Cultivation Advice For Chicory Red – Rossa Di Treviso 4 (Early)

  • Plant chicory seeds in early spring or late summer/early fall for a fall harvest. This cool-season crop prefers temperatures between 50°F to 70°F (10°C to 21°C).
  • Choose well-draining, fertile soil enriched with organic matter. Aim for a slightly acidic to neutral soil pH (around 6.0 to 7.0).
  • Chicory prefers full sun but can tolerate partial shade. Ensure they receive at least 6 hours of sunlight daily.
  • Keep the soil consistently moist but not waterlogged. Adequate moisture is crucial, especially during dry periods. Water at the base of the plant to prevent leaf diseases.

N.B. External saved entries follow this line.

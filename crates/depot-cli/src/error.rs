use std::io;

use thiserror::Error;

#[derive(Debug, Error)]
pub enum CliError {
    #[error(transparent)]
    Core(#[from] depot_core::Error),
    #[error(transparent)]
    Config(#[from] depot_core::ConfigError),
    #[error(transparent)]
    Io(#[from] io::Error),
    #[error(transparent)]
    Serialization(#[from] serde_json::Error),
    #[error("No user type given. Pass --user-type or set DEPOT_USER_TYPE")]
    MissingUserType,
    #[error("No user id given. Pass --user-id or set DEPOT_USER_ID")]
    MissingUserId,
    #[error("No notification payload provided")]
    EmptyPayload,
    #[error("Sync failed: {0}")]
    SyncFailed(String),
}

  • Thin seedlings to allow proper spacing (typically 8 to 12 inches apart) once they are a few inches tall. This ensures good air circulation and prevents overcrowding.
  • Use a balanced fertilizer at planting time. Avoid excessive nitrogen, as it can result in overly lush foliage with a milder flavor.
  • Apply a layer of organic mulch around the base of the plants to retain moisture, suppress weeds, and regulate soil temperature.
  • Consider hilling soil around the base of the chicory plants to blanch the leaves, which can reduce bitterness. This is typically done as the plants mature.
  • Protect young plants from late spring frosts and provide shade during hot summer afternoons. Covering plants with row covers can help during colder periods.
  • Harvest chicory when the heads are firm and well-formed. The outer leaves will be red, and the inner leaves will be more yellow or green. Harvest before the first hard frost for the best flavor.
  • Consider succession planting every few weeks to ensure a continuous harvest throughout the growing season.
  • Watch for pests like aphids or slugs. Apply organic or chemical controls as needed, and inspect plants regularly for signs of diseases.
  • Plant chicory near crops that benefit from its pest-repelling properties, such as tomatoes or brassicas.
  • After harvesting, store chicory heads in the refrigerator. The bitterness may decrease slightly after exposure to colder temperatur
  • In regions with harsh winters, consider providing winter protection with row covers or mulching to insulate the plants and extend the harvest season
  • If space is limited, chicory can be grown in containers. Ensure the containers have good drainage, and use a quality potting mix.
  • If you prefer a milder flavor, consider harvesting the chicory heads earlier in their development. Younger leaves tend to be less bitter.
  • Experiment with blanching techniques to control bitterness. This can involve covering the plants with buckets or bags to exclude light and reduce chlorophyll production.
  • Maintain consistent watering throughout the growing season, especially during dry spells. Even moisture helps prevent the leaves from becoming excessively bitter.
  • Consider growing chicory in raised beds, which can improve drainage and soil warmth, particularly in areas with heavy or poorly draining soils.
  • Use physical barriers such as row covers to protect young plants from pests like flea beetles, which can damage the leaves.
  • Apply compost around the base of the plants during the growing season to provide additional nutrients and promote healthy growth.
  • If planting in late summer or early fall, provide ample water to help the plants establish before winter. Mulch around the base to insulate the soil.
  • Consider interplanting chicory with cover crops during the off-season. Cover crops can help improve soil structure and fertility.
  • Monitor soil moisture levels regularly, especially during hot and dry periods. Adequate moisture is essential for proper head formation.
  • Observe color changes in the leaves as a visual indicator of maturity. Harvest when the outer leaves are well-colored, and the heads are compact.
  • Rotate chicory plantings annually to reduce the risk of soil-borne diseases. Avoid planting in the same location where other members of the chicory family have grown in recent years.
  • Consult local agricultural extension services, gardening forums, or books specific to your region for additional insights into growing chicory successfull.